### [WORK INSTRUCTION]
Pick each line containing the word "Entitlement" out of the data below.

### [RECORDS SUPPLIED]
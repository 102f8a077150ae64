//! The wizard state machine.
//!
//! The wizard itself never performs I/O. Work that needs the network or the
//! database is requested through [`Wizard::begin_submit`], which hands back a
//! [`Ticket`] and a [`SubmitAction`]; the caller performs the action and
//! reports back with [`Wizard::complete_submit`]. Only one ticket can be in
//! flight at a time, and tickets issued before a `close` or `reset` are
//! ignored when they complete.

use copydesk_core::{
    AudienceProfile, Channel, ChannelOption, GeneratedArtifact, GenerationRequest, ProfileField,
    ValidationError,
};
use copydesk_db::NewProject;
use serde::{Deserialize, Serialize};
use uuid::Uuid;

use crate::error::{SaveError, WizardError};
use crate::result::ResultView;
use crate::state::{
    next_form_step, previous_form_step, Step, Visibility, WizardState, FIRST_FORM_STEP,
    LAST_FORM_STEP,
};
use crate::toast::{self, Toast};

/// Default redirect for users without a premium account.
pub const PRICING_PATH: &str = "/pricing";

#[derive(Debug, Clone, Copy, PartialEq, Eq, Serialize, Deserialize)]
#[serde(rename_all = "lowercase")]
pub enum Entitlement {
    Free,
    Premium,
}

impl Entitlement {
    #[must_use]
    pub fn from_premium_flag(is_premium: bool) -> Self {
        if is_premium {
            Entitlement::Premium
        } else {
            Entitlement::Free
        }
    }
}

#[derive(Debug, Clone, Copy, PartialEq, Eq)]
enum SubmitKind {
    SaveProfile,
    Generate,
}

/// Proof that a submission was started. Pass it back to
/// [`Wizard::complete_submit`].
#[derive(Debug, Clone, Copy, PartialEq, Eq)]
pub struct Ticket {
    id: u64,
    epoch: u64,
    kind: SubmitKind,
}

### [RESULT FOR THIS TASK]
pub enum Entitlement {
impl Entitlement {
            Entitlement::Premium
            Entitlement::Free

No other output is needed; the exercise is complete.